Recording "hot".

frosty55

Member
I have a Teac 80-8, that I want to use to tape my band. I was wondering about outboard compressors, but have recently read about recording signals to tape, "hot".
Can I use this method for everything?
We are drums, bass, guitars, vocals doing the heavy rock stuff.
What isnt advisable to tape "hot"?
 
well ...... tape is more forgiving than digital when you occassionally bump into the red.
Depending on what you're recording .... you might not notice any bad effects from it.
And you get better signal to noise if you record hot.
I used to almost always record with the meter right up around 0db and often bumping into the red.
Some instruments can suffer from the distortion ...... in my experience mostly delicate stuff like acoustic instruments and high freqs.
Electric stuff often desires a certain amount of distortion so if the tape saturates and adds a bit it doesn't really hurt anything.
You'll just have to experiment but it's definitely not like digital where you want to usually stay down around -12db.
 
I agree with Lt. Bob. It could work on certain things...not everything and especially not bass. This is a really touchy machine...not very forgiving at all.
The 80-8 sounds 1975 to my ears - after all that's when it was designed. Much later than the 60s gear that spoiled eveybody (ie that's why so many came to hate the 70s sound). The 60s gear was so good that you could distort and look forward to harmonious results. The linearity of tube distortion cannot be rivaled.

80-8 on the other hand could probably sound wild, but with a great vintage compressor like the DBX 162 on the stereo buss. Sometimes when I record guitars direct in the board, distortion of the 80-8 sounds nice...most of the time this over-modulation isn't desireable tho.

I like tracking most instruments as clean as I can before overloading, and then lay the vocal tracks down distorted. It gives it sort of a prehistoric sound- but never expect the same results twice with this machine. Sometimes tracking vocals sounds light airy and sharp. Sometimes it just sounds like mud. A lot of this stuff is out of our hands - no matter how hard we try we're subject to every variable you can think of
 
I just want to point out that 0db in the analog world is the level you are supposed to be running at. That isn't a hot level. A hot level would be having the needle always above 0dbVU
 
It's kind of a loaded question, but occasional creative use notwithstanding, generally you want to keep the levels hitting no hotter than 0VU. Tape is forgiving and you can get away with the odd peak a little above that but keep in mind that solid state electronics in particular are not so forgiving as has been pointed out and you're best to keep that needle within the marked range for sure. As with anything else, you'll generally do well and achieve the best depth and clarity when not running yourself out of headroom all the time, especially with fast transients such as cymbals etc where you're recording hotter peaks than the VUs are able to actually show.
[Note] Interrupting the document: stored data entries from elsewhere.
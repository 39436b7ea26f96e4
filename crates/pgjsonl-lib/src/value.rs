//! Typed JSON values and decoded rows.
//!
//! A [`DecodedRow`] keeps its keys in the order they appeared on the line,
//! which is also the column order used when a table is created from it.

use serde_json::{Map, Number};

/// A single decoded JSON value.
///
/// Objects and arrays are kept whole; they are never expanded into
/// columns and are written back as JSON text.
#[derive(Debug, Clone, PartialEq)]
pub enum Value {
    Null,
    Bool(bool),
    Integer(i64),
    Float(f64),
    String(String),
    Object(Map<String, serde_json::Value>),
    Array(Vec<serde_json::Value>),
}

impl Value {
    #[must_use]
    pub const fn is_null(&self) -> bool {
        matches!(self, Self::Null)
    }

    /// Name of the variant, used in error messages.
    #[must_use]
    pub const fn type_name(&self) -> &'static str {
        match self {
            Self::Null => "null",
            Self::Bool(_) => "boolean",
            Self::Integer(_) => "integer",
            Self::Float(_) => "float",
            Self::String(_) => "string",
            Self::Object(_) => "object",
            Self::Array(_) => "array",
        }
    }

    /// Convert back into a `serde_json::Value`.
    #[must_use]
    pub fn to_json(&self) -> serde_json::Value {
        match self {
            Self::Null => serde_json::Value::Null,
            Self::Bool(b) => serde_json::Value::Bool(*b),
            Self::Integer(n) => serde_json::Value::Number((*n).into()),
            Self::Float(f) => {
                Number::from_f64(*f).map_or(serde_json::Value::Null, serde_json::Value::Number)
            }
            Self::String(s) => serde_json::Value::String(s.clone()),
            Self::Object(map) => serde_json::Value::Object(map.clone()),
            Self::Array(items) => serde_json::Value::Array(items.clone()),
        }
    }
}

impl From<serde_json::Value> for Value {
    fn from(value: serde_json::Value) -> Self {
        match value {
            serde_json::Value::Null => Self::Null,
            serde_json::Value::Bool(b) => Self::Bool(b),
            serde_json::Value::Number(n) => n.as_i64().map_or_else(
                // u64 beyond i64::MAX and fractional numbers both land here
                || Self::Float(n.as_f64().unwrap_or(f64::NAN)),
                Self::Integer,
            ),
            serde_json::Value::String(s) => Self::String(s),
            serde_json::Value::Object(map) => Self::Object(map),
            serde_json::Value::Array(items) => Self::Array(items),
        }
    }
}

/// One JSONL line decoded into column name/value pairs.
#[derive(Debug, Clone, Default, PartialEq)]
pub struct DecodedRow {
    columns: Vec<(String, Value)>,
}

impl DecodedRow {
    #[must_use]
    pub fn new() -> Self {
        Self::default()
    }

    /// Build a row from a parsed JSON object, keeping key order.
    #[must_use]
    pub fn from_map(map: Map<String, serde_json::Value>) -> Self {
        map.into_iter().collect()
    }

    /// Set a column value, replacing any previous value for that name.
    pub fn insert(&mut self, name: impl Into<String>, value: Value) {
        let name = name.into();
        if let Some(slot) = self.columns.iter_mut().find(|(n, _)| *n == name) {
            slot.1 = value;
        } else {
            self.columns.push((name, value));
        }
    }

    #[must_use]
    pub fn get(&self, name: &str) -> Option<&Value> {
        self.columns
            .iter()
            .find(|(n, _)| n == name)
            .map(|(_, v)| v)
    }

    pub fn keys(&self) -> impl Iterator<Item = &str> {
        self.columns.iter().map(|(n, _)| n.as_str())
    }

    pub fn iter(&self) -> impl Iterator<Item = (&str, &Value)> {
        self.columns.iter().map(|(n, v)| (n.as_str(), v))
    }

    #[must_use]
    pub fn len(&self) -> usize {
        self.columns.len()
    }

    #[must_use]
    pub fn is_empty(&self) -> bool {
        self.columns.is_empty()
    }

    /// Render the row as a JSON object.
    #[must_use]
    pub fn to_json(&self) -> serde_json::Value {
        let map: Map<String, serde_json::Value> = self
            .columns
            .iter()
            .map(|(n, v)| (n.clone(), v.to_json()))
            .collect();
        serde_json::Value::Object(map)
    }
}

impl<K: Into<String>, V: Into<Value>> FromIterator<(K, V)> for DecodedRow {
    fn from_iter<I: IntoIterator<Item = (K, V)>>(iter: I) -> Self {
        let mut row = Self::new();
        for (name, value) in iter {
            row.insert(name, value.into());
        }
        row
    }
}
Generally there are better ways to achieve intentional sonic distortions either at the source or after the fact with signal processing.

Now mind you, even keeping analog levels around 0VU is still a far more forgiving scenario than digital recording where you're gonna be squaring off transients if you're hitting hotter than -6dBfs.
 
Now mind you, even keeping analog levels around 0VU is still a far more forgiving scenario than digital recording where you're gonna be squaring off transients if you're hitting hotter than -6dBfs.
Not if you are peaking at -6dbfs. That's only .1db into the last bit. You are really no where near clipping anything.
 
Not if you are peaking at -6dbfs. That's only .1db into the last bit. You are really no where near clipping anything.

But in the real world of recording, it's entirely possible to clip transient peaks when a dig. meter is showing -6dBfs, source depending...
 
That depends on the ballistics of the meter. Inter-sample clipping can only happen when the level is much higher. Any transient that would get lost between samples would be at a frequency above nyquist and would be filtered out anyway.
 
Going +3 sounds very nice on drums. In my experience it's fine if a few instruments are peaking around +3 but if they all do it you end up with a shambolic and distorted sound. At least its like that on my Fostexes, the Teac might be a different kind of thing.

This morning I successfully went to +6 on a mixdown which sounded great and almost only added compression. But maybe the reason why it worked was that I was using a RMGI tape that is not calibrated for my Fostex Model 80 and the actual peak level is lower?
 
That depends on the ballistics of the meter.

LOL right, so watch a ProTools channel meter for a while and tell me how much you want to trust it ;)

In any event, the argument is fruitful for the OP in that it underscores the importance of meter ballistics in judging how to handle signal level.
 
Can't you adjust the ballistics in ProTools? In all the Daws I've used, you could adjust the ballistics and how many consecutive full scale samples it takes to turn on the clip light.

Either way, on playback the meters should be accurate because it can look ahead to see what the file is.
 
My humble advice: don't trust the meters, use your ears. Put the machine in repro mode so you can hear exactly what effect the tape is having on the sound, and start pushing the levels. Keep pushing until it begins to break up and distort, and then back off just a little bit. You want to straddle the threshold between sweet saturation and total break-up.